Dollars aside, Wells in lineup makes sense
Taking a tour of the sports world, here and there ...
•This is going to be a minority opinion, but the Angels' Vernon Wells looks like he still can be an everyday player who will put up strong numbers – for the Angels or some other team. His swing and other mechanics sure appear fine.
•But everybody here detests him because of this: According to baseballprospectus.com, Wells' 2012 salary accounts for 16 percent of the Angels' player payroll. Torii Hunter is next at 12 percent, followed by Jered Weaver (nine percent), and Albert Pujols and Dan Haren (eight percent each).
•The Angels' Mark Trumbo looks like he is trying too hard to get himself and the team going, sort of like how Pujols struggled in April. Being more selective on which pitches to swing at will bring the pain of taking called third strikes for a few games. But that might be the first step toward seeing the ball better, and again the game will slow down for Trumbo to where he becomes so confident it will be like he can count the rotations of the pitched baseball on its way to the plate.

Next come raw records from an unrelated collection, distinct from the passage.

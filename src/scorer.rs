//! Similarity scoring used by the reference matcher.
//!
//! A reference entry is scored against the whole input and against every
//! contiguous window of input tokens with the same token count as the
//! entry. The best score wins, so `aspirin 100` still scores 1.0 against
//! `aspirin`.

use std::{fmt, str::FromStr};

use anyhow::{Result, anyhow};
use serde::{Deserialize, Serialize};

#[derive(Debug, Clone, Copy, PartialEq, Eq, Default, Serialize, Deserialize)]
#[serde(rename_all = "kebab-case")]
pub enum Scorer {
    /// Normalized Levenshtein ratio: `1 - distance / max_len`.
    #[default]
    Levenshtein,
    JaroWinkler,
    /// Bigram overlap.
    SorensenDice,
}

impl Scorer {
    /// Raw similarity in `[0, 1]`. Empty text on either side scores 0.
    pub fn similarity(self, left: &str, right: &str) -> f64 {
        if left.is_empty() || right.is_empty() {
            return 0.0;
        }
        match self {
            Scorer::Levenshtein => strsim::normalized_levenshtein(left, right),
            Scorer::JaroWinkler => strsim::jaro_winkler(left, right),
            Scorer::SorensenDice => strsim::sorensen_dice(left, right),
        }
    }

    /// Best score of `reference` against `input` or any same-width token window of it.
    ///
    /// Both sides are expected in normalized form (single-space separated).
    pub fn best_window_score(self, input: &str, reference: &str) -> f64 {
        if input.is_empty() || reference.is_empty() {
            return 0.0;
        }
        let mut best = self.similarity(input, reference);
        let input_tokens = input.split(' ').collect::<Vec<_>>();
        let width = reference.split(' ').count();
        if input_tokens.len() > width {
            for window in input_tokens.windows(width) {
                let candidate = self.similarity(&window.join(" "), reference);
                if candidate > best {
                    best = candidate;
                }
            }
        }
        round_score(best)
    }

    pub fn name(self) -> &'static str {
        match self {
            Scorer::Levenshtein => "levenshtein",
            Scorer::JaroWinkler => "jaro-winkler",
            Scorer::SorensenDice => "sorensen-dice",
        }
    }
}

impl fmt::Display for Scorer {
    fn fmt(&self, f: &mut fmt::Formatter<'_>) -> fmt::Result {
        f.write_str(self.name())
    }
}

impl FromStr for Scorer {
    type Err = anyhow::Error;

    fn from_str(value: &str) -> Result<Self> {
        match value.trim().to_ascii_lowercase().replace('_', "-").as_str() {
            "levenshtein" | "ratio" => Ok(Scorer::Levenshtein),
            "jaro-winkler" | "jarowinkler" => Ok(Scorer::JaroWinkler),
            "sorensen-dice" | "dice" => Ok(Scorer::SorensenDice),
            other => Err(anyhow!("Unknown scorer '{other}'")),
        }
    }
}

/// Rounds to 4 decimals so comparisons, ordering, and rendered output agree.
pub fn round_score(score: f64) -> f64 {
    (score * 10_000.0).round() / 10_000.0
}
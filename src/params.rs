//! Pipeline parameter resolution.
//!
//! Parameters arrive as loosely-typed text, from CLI flags or a YAML file, and
//! are resolved once into a [`PipelineParams`] record before any matching
//! happens. Values that fail to parse are replaced by their documented
//! defaults and a warning is logged, so a bad value never aborts a run.

use std::{
    collections::BTreeMap,
    fs,
    path::{Path, PathBuf},
};

use log::{debug, warn};
use serde_yaml::Value;
use thiserror::Error;

use crate::{matcher::MatchOptions, scorer::Scorer};

pub const DEFAULT_SUBSTANCE_COLUMN: &str = "Bezeichnung";
pub const DEFAULT_REFERENCE_COLUMN: &str = "Substanz";
pub const DEFAULT_THRESHOLD: f64 = 0.85;
pub const DEFAULT_MAX_PER_MATCH_ID: usize = 2;

pub const KEY_SUBSTANCE_COL: &str = "substance_col";
pub const KEY_REF_SUBSTANCE_COL: &str = "ref_substance_col";
pub const KEY_THRESHOLD: &str = "threshold";
pub const KEY_MAX_PER_MATCH_ID: &str = "max_per_match_id";
pub const KEY_ONLY_FIRST_MATCH: &str = "only_first_match";
pub const KEY_SCORER: &str = "scorer";

const KNOWN_KEYS: &[&str] = &[
    KEY_SUBSTANCE_COL,
    KEY_REF_SUBSTANCE_COL,
    KEY_THRESHOLD,
    KEY_MAX_PER_MATCH_ID,
    KEY_ONLY_FIRST_MATCH,
    KEY_SCORER,
];

#[derive(Debug, Error)]
pub enum ParamsError {
    #[error("failed to read parameters file {path:?}")]
    Read {
        path: PathBuf,
        #[source]
        source: std::io::Error,
    },
    #[error("malformed parameters YAML")]
    Yaml(#[from] serde_yaml::Error),
    #[error("parameters YAML must be a mapping of option names to values")]
    NotAMapping,
}

/// Unvalidated parameters keyed by option name.
#[derive(Debug, Clone, Default, PartialEq)]
pub struct RawParameters {
    values: BTreeMap<String, String>,
}

impl RawParameters {
    pub fn new() -> Self {
        Self::default()
    }

    pub fn set(&mut self, key: impl Into<String>, value: impl Into<String>) -> &mut Self {
        self.values.insert(key.into(), value.into());
        self
    }

    pub fn with(mut self, key: impl Into<String>, value: impl Into<String>) -> Self {
        self.set(key, value);
        self
    }

    pub fn get(&self, key: &str) -> Option<&str> {
        self.values.get(key).map(String::as_str)
    }

    /// Overlays `other` on top of `self`; keys present in `other` win.
    pub fn merge(&mut self, other: RawParameters) {
        self.values.extend(other.values);
    }

    pub fn from_yaml_str(source: &str) -> Result<Self, ParamsError> {
        if source.trim().is_empty() {
            return Ok(Self::default());
        }
        let document: Value = serde_yaml::from_str(source)?;
        let mapping = match document {
            Value::Null => return Ok(Self::default()),
            Value::Mapping(mapping) => mapping,
            _ => return Err(ParamsError::NotAMapping),
        };
        let mut params = Self::default();
        for (key, value) in mapping {
            let Some(key) = scalar_text(&key) else {
                warn!("Ignoring non-scalar parameter key {key:?}");
                continue;
            };
            match value {
                Value::Null => continue,
                other => match scalar_text(&other) {
                    Some(text) => {
                        params.set(key, text);
                    }
                    None => warn!("Ignoring non-scalar value for parameter '{key}'"),
                },
            }
        }
        Ok(params)
    }

    pub fn load(path: &Path) -> Result<Self, ParamsError> {
        let source = fs::read_to_string(path).map_err(|source| ParamsError::Read {
            path: path.to_path_buf(),
            source,
        })?;
        Self::from_yaml_str(&source)
    }
}

fn scalar_text(value: &Value) -> Option<String> {
    match value {
        Value::String(s) => Some(s.clone()),
        Value::Number(n) => Some(n.to_string()),
        Value::Bool(b) => Some(b.to_string()),
        _ => None,
    }
}

/// Fully-resolved parameters for one pipeline run.
#[derive(Debug, Clone, PartialEq)]
pub struct PipelineParams {
    pub substance_col: String,
    pub ref_substance_col: String,
    pub threshold: f64,
    pub max_per_match_id: usize,
    pub only_first_match: bool,
    pub scorer: Scorer,
}

impl Default for PipelineParams {
    fn default() -> Self {
        Self {
            substance_col: DEFAULT_SUBSTANCE_COLUMN.to_string(),
            ref_substance_col: DEFAULT_REFERENCE_COLUMN.to_string(),
            threshold: DEFAULT_THRESHOLD,
            max_per_match_id: DEFAULT_MAX_PER_MATCH_ID,
            only_first_match: false,
            scorer: Scorer::default(),
        }
    }
}

impl PipelineParams {
    pub fn resolve(raw: &RawParameters) -> Self {
        for key in raw.values.keys() {
            if !KNOWN_KEYS.contains(&key.as_str()) {
                debug!("Ignoring unknown parameter '{key}'");
            }
        }
        Self {
            substance_col: resolve_column(raw.get(KEY_SUBSTANCE_COL), DEFAULT_SUBSTANCE_COLUMN),
            ref_substance_col: resolve_column(
                raw.get(KEY_REF_SUBSTANCE_COL),
                DEFAULT_REFERENCE_COLUMN,
            ),
            threshold: resolve_threshold(raw.get(KEY_THRESHOLD)),
            max_per_match_id: resolve_max_per_match_id(raw.get(KEY_MAX_PER_MATCH_ID)),
            only_first_match: parse_bool(raw.get(KEY_ONLY_FIRST_MATCH)),
            scorer: resolve_scorer(raw.get(KEY_SCORER)),
        }
    }

    pub fn match_options(&self) -> MatchOptions {
        MatchOptions {
            threshold: self.threshold,
            max_matches: self.max_per_match_id,
            first_only: self.only_first_match,
            scorer: self.scorer,
        }
    }
}

fn resolve_column(value: Option<&str>, default: &str) -> String {
    match value.map(str::trim) {
        Some(name) if !name.is_empty() => name.to_string(),
        _ => default.to_string(),
    }
}

fn resolve_threshold(value: Option<&str>) -> f64 {
    let Some(raw) = value else {
        return DEFAULT_THRESHOLD;
    };
    match raw.trim().parse::<f64>() {
        Ok(parsed) if (0.0..=1.0).contains(&parsed) => parsed,
        _ => {
            warn!("Invalid threshold '{raw}', falling back to {DEFAULT_THRESHOLD}");
            DEFAULT_THRESHOLD
        }
    }
}

fn resolve_max_per_match_id(value: Option<&str>) -> usize {
    let Some(raw) = value else {
        return DEFAULT_MAX_PER_MATCH_ID;
    };
    match raw.trim().parse::<usize>() {
        Ok(parsed) if parsed >= 1 => parsed,
        _ => {
            warn!("Invalid max_per_match_id '{raw}', falling back to {DEFAULT_MAX_PER_MATCH_ID}");
            DEFAULT_MAX_PER_MATCH_ID
        }
    }
}

fn resolve_scorer(value: Option<&str>) -> Scorer {
    let Some(raw) = value else {
        return Scorer::default();
    };
    raw.parse().unwrap_or_else(|err| {
        warn!("{err}, falling back to {}", Scorer::default());
        Scorer::default()
    })
}

/// `1`, `true`, `yes` and `on` (any case, surrounding whitespace ignored) are true.
pub fn parse_bool(value: Option<&str>) -> bool {
    value.is_some_and(|raw| {
        matches!(
            raw.trim().to_ascii_lowercase().as_str(),
            "1" | "true" | "yes" | "on"
        )
    })
}
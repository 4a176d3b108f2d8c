//! Match-quality statistics derived from a completed match table.
//!
//! Row-level metrics count rows whose primary mapping is absent. Distinct
//! metrics work on the trimmed `Original` values, ignoring blanks. The
//! ranked list of unmatched values keeps the [`TOP_MISSING_LIMIT`] most
//! frequent ones, ordered by descending count and then by first appearance.
//!
//! Percentages are rounded to 2 decimals with ties going to the even digit.
//!
//! `unique_missing_pct` divides by 1 when there are no distinct values, so in
//! that case the figure is a raw count rather than a percentage.

use std::{collections::HashMap, time::Instant};

use log::{debug, info};
use serde::{Deserialize, Serialize};

use crate::match_table::{MAPPED_PREFIX, MatchTable, ORIGINAL_COLUMN};

pub const TOP_MISSING_LIMIT: usize = 20;

#[derive(Debug, Clone, PartialEq, Serialize, Deserialize)]
pub struct RunStatistics {
    pub total_rows: usize,
    pub missing_count: usize,
    pub missing_pct: f64,
    pub unique_total_values: usize,
    pub unique_missing_count: usize,
    pub unique_missing_pct: f64,
    pub processing_seconds: f64,
    pub columns_out: Vec<String>,
    pub mapped_column: Option<String>,
    pub unique_missing_examples: Vec<(String, usize)>,
}

impl RunStatistics {
    pub fn found_count(&self) -> usize {
        self.total_rows - self.missing_count
    }
}

struct RowObservation {
    missing: bool,
    /// Trimmed original value; `None` when blank or when no `Original` column exists.
    original: Option<String>,
}

/// Summarizes a typed match table. `started` marks the beginning of the run
/// so the reported duration covers matching as well as aggregation.
pub fn aggregate(table: &MatchTable, started: Instant) -> RunStatistics {
    let observations = table.rows().iter().map(|row| RowObservation {
        missing: row.is_missing(),
        original: present(&row.original),
    });
    summarize(
        observations,
        true,
        table.column_names(),
        table.mapped_column(),
        started,
    )
}

/// Summarizes a match table known only by column names and text records,
/// such as one read back from disk. The mapped column is discovered with
/// [`find_mapped_column`].
pub fn aggregate_records(columns: &[String], records: &[Vec<String>], started: Instant) -> RunStatistics {
    let mapped_column = find_mapped_column(columns).map(str::to_string);
    let mapped_index = mapped_column
        .as_deref()
        .and_then(|name| columns.iter().position(|c| c == name));
    let original_index = columns.iter().position(|c| c == ORIGINAL_COLUMN);
    debug!(
        "Discovered mapped column {:?}, original column present: {}",
        mapped_column,
        original_index.is_some()
    );

    let observations = records.iter().map(|record| RowObservation {
        missing: match mapped_index {
            Some(idx) => record.get(idx).is_none_or(|cell| cell.trim().is_empty()),
            None => true,
        },
        original: original_index
            .and_then(|idx| record.get(idx))
            .and_then(|cell| present(cell)),
    });
    summarize(
        observations,
        original_index.is_some(),
        columns.to_vec(),
        mapped_column,
        started,
    )
}

/// Prefers an exact `Mapped_to` column, then the first column starting with it.
pub fn find_mapped_column(columns: &[String]) -> Option<&str> {
    columns
        .iter()
        .find(|c| c.as_str() == MAPPED_PREFIX)
        .or_else(|| columns.iter().find(|c| c.starts_with(MAPPED_PREFIX)))
        .map(String::as_str)
}

fn present(value: &str) -> Option<String> {
    let trimmed = value.trim();
    (!trimmed.is_empty()).then(|| trimmed.to_string())
}

fn summarize(
    observations: impl Iterator<Item = RowObservation>,
    has_original: bool,
    columns_out: Vec<String>,
    mapped_column: Option<String>,
    started: Instant,
) -> RunStatistics {
    let mut total_rows = 0usize;
    let mut missing_count = 0usize;
    let mut distinct = DistinctCounter::default();
    let mut missing = DistinctCounter::default();

    for observation in observations {
        total_rows += 1;
        if observation.missing {
            missing_count += 1;
        }
        if let Some(original) = observation.original {
            if observation.missing {
                missing.ingest(&original);
            }
            distinct.ingest(&original);
        }
    }

    let missing_pct = if total_rows > 0 {
        percent(missing_count, total_rows)
    } else {
        0.0
    };

    let (unique_total_values, unique_missing_count, unique_missing_pct, examples) = if has_original {
        let unique_total = distinct.len();
        let unique_missing = missing.len();
        (
            unique_total,
            unique_missing,
            percent(unique_missing, unique_total.max(1)),
            missing.top(TOP_MISSING_LIMIT),
        )
    } else {
        (
            0,
            missing_count,
            percent(missing_count, total_rows.max(1)),
            Vec::new(),
        )
    };

    let processing_seconds = round_to(started.elapsed().as_secs_f64(), 4);
    info!(
        "{missing_count} of {total_rows} row(s) unmatched ({missing_pct:.2}%), {unique_missing_count} of {unique_total_values} distinct value(s)"
    );

    RunStatistics {
        total_rows,
        missing_count,
        missing_pct,
        unique_total_values,
        unique_missing_count,
        unique_missing_pct,
        processing_seconds,
        columns_out,
        mapped_column,
        unique_missing_examples: examples,
    }
}

/// Counts occurrences per value while remembering first-seen order.
#[derive(Default)]
struct DistinctCounter {
    positions: HashMap<String, usize>,
    counts: Vec<(String, usize)>,
}

impl DistinctCounter {
    fn ingest(&mut self, value: &str) {
        match self.positions.get(value) {
            Some(&idx) => self.counts[idx].1 += 1,
            None => {
                self.positions.insert(value.to_string(), self.counts.len());
                self.counts.push((value.to_string(), 1));
            }
        }
    }

    fn len(&self) -> usize {
        self.counts.len()
    }

    fn top(&self, limit: usize) -> Vec<(String, usize)> {
        let mut items = self.counts.clone();
        // Stable: equal counts stay in first-seen order.
        items.sort_by(|a, b| b.1.cmp(&a.1));
        items.truncate(limit);
        items
    }
}

fn percent(part: usize, whole: usize) -> f64 {
    round_to(part as f64 / whole as f64 * 100.0, 2)
}

fn round_to(value: f64, places: i32) -> f64 {
    let factor = 10f64.powi(places);
    (value * factor).round_ties_even() / factor
}
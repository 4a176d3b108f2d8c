#![allow(dead_code)]

use std::fs::File;
use std::io::Write;
use std::path::{Path, PathBuf};

use substance_match::dataset::Dataset;
use tempfile::{TempDir, tempdir};

/// Scratch directory helper that cleans up files automatically on drop.
pub struct TestWorkspace {
    temp_dir: TempDir,
}

impl TestWorkspace {
    pub fn new() -> Self {
        Self {
            temp_dir: tempdir().expect("temp dir"),
        }
    }

    pub fn path(&self) -> &Path {
        self.temp_dir.path()
    }

    /// Writes `contents` into a file under the workspace and returns the path.
    pub fn write(&self, name: &str, contents: &str) -> PathBuf {
        let path = self.temp_dir.path().join(name);
        let mut file = File::create(&path).expect("create temp file");
        file.write_all(contents.as_bytes())
            .expect("write temp file contents");
        path
    }
}

/// Single-column dataset with the given header.
pub fn single_column(header: &str, values: &[&str]) -> Dataset {
    Dataset::new(
        vec![header.to_string()],
        values.iter().map(|v| vec![v.to_string()]).collect(),
    )
}
pub mod cli;
pub mod dataset;
pub mod io_utils;
pub mod match_cmd;
pub mod match_table;
pub mod matcher;
pub mod normalize;
pub mod params;
pub mod pipeline;
pub mod report;
pub mod scorer;
pub mod stats;
pub mod table;

use std::{env, sync::OnceLock, time::Instant};

use anyhow::{Context, Result};
use clap::Parser;
use log::{LevelFilter, info};

use crate::{
    cli::{Cli, Commands},
    dataset::Dataset,
    normalize::Normalizer,
};

pub use crate::{
    params::{PipelineParams, RawParameters},
    pipeline::{PipelineOutput, run_pipeline},
    stats::RunStatistics,
};

static LOGGER: OnceLock<()> = OnceLock::new();

fn init_logging() {
    LOGGER.get_or_init(|| {
        let mut builder = env_logger::Builder::from_env(env_logger::Env::default());
        if env::var("RUST_LOG").is_err() {
            builder.filter_module("substance_match", LevelFilter::Info);
        }
        let _ = builder.format_timestamp_millis().try_init();
    });
}

pub fn run() -> Result<()> {
    init_logging();
    let cli = Cli::parse();
    match cli.command {
        Commands::Match(args) => match_cmd::execute(&args),
        Commands::Normalize(args) => handle_normalize(&args),
        Commands::Stats(args) => handle_stats(&args),
    }
}

fn handle_normalize(args: &cli::NormalizeArgs) -> Result<()> {
    let delimiter = io_utils::resolve_delimiter(Some(args.input.as_path()), args.delimiter);
    let encoding = io_utils::resolve_encoding(args.input_encoding.as_deref())?;
    let column = args
        .column
        .as_deref()
        .map(str::trim)
        .filter(|c| !c.is_empty())
        .unwrap_or(params::DEFAULT_SUBSTANCE_COLUMN);
    info!(
        "Normalizing column '{}' of '{}' with delimiter '{}'",
        column,
        args.input.display(),
        printable_delimiter(delimiter)
    );
    let dataset = Dataset::from_path(&args.input, delimiter, encoding)
        .with_context(|| format!("Loading {:?}", args.input))?;
    let values = dataset.column_or_blank(column);
    let limit = if args.limit == 0 {
        values.len()
    } else {
        args.limit
    };

    let normalizer = Normalizer::default();
    let rows = values
        .iter()
        .take(limit)
        .map(|value| vec![value.clone(), normalizer.normalize(value)])
        .collect::<Vec<_>>();
    let headers = vec!["original".to_string(), "normalized".to_string()];
    print!("{}", table::render_table(&headers, &rows));
    info!("Displayed {} of {} row(s)", rows.len(), values.len());
    Ok(())
}

fn handle_stats(args: &cli::StatsArgs) -> Result<()> {
    let started = Instant::now();
    let delimiter = io_utils::resolve_delimiter(Some(args.input.as_path()), args.delimiter);
    let encoding = io_utils::resolve_encoding(args.input_encoding.as_deref())?;
    let dataset = Dataset::from_path(&args.input, delimiter, encoding)
        .with_context(|| format!("Loading match table from {:?}", args.input))?;
    let stats = stats::aggregate_records(dataset.headers(), dataset.rows(), started);
    match_cmd::emit_report(&stats, args.report, false)
}

pub(crate) fn printable_delimiter(delimiter: u8) -> String {
    match delimiter {
        b'\t' => "\\t".to_string(),
        other => (other as char).to_string(),
    }
}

•Red Sox manager Bobby Valentine might be a guy who just is not right for today's baseball players. His fiery, go-all-out-every-day style, which also made him a terrific high school football running back, is a square peg in a round hole as a baseball manager in 2012.
•Anyone who claims, as Valentine does, that he invented the "Wrap" sandwich is kind of out there, anyways. That overrated thing was probably invented by some abuelita 100 years ago.
•How good was Valentine as a football player? He scored six touchdowns in one game, via a punt return, a kickoff return, an interception return, a running play and a pass reception for Rippowam High in Stamford, Conn. USC coach John McKay recruited Valentine to replace graduating O.J. Simpson at tailback, but Valentine, drafted by the Dodgers out of high school in 1968, accepted the Dodgers' $70,000 signing bonus offer, to the disappointment of McKay.
•The Dodgers traded Valentine to the Angels after the 1972 season in a multi-player swap that included Andy Messersmith going to the Dodgers and Frank Robinson and Bill Singer going to the Angels. Before the '73 season, the wooden outfield wall at Anaheim Stadium was replaced by a chain-link fence covered by green tarp. On May 17 in a home game against Oakland, Valentine, an infielder, started in center and was pursuing a long drive by Oakland's Dick Green when Valentine leaped into the fencing and got his spikes tangled in the fencing, breaking his right leg and changing his career.
•Your 2012 baseball postseason schedule: American and National league wild-card games, Oct. 5; American League Division
Series begins Oct. 6; the NLDS begins Oct. 6; the American League Championship Series begins Oct. 13; the NLCS begins Oct. 14; and the World Series begins Oct. 24 at the park of the National League champion.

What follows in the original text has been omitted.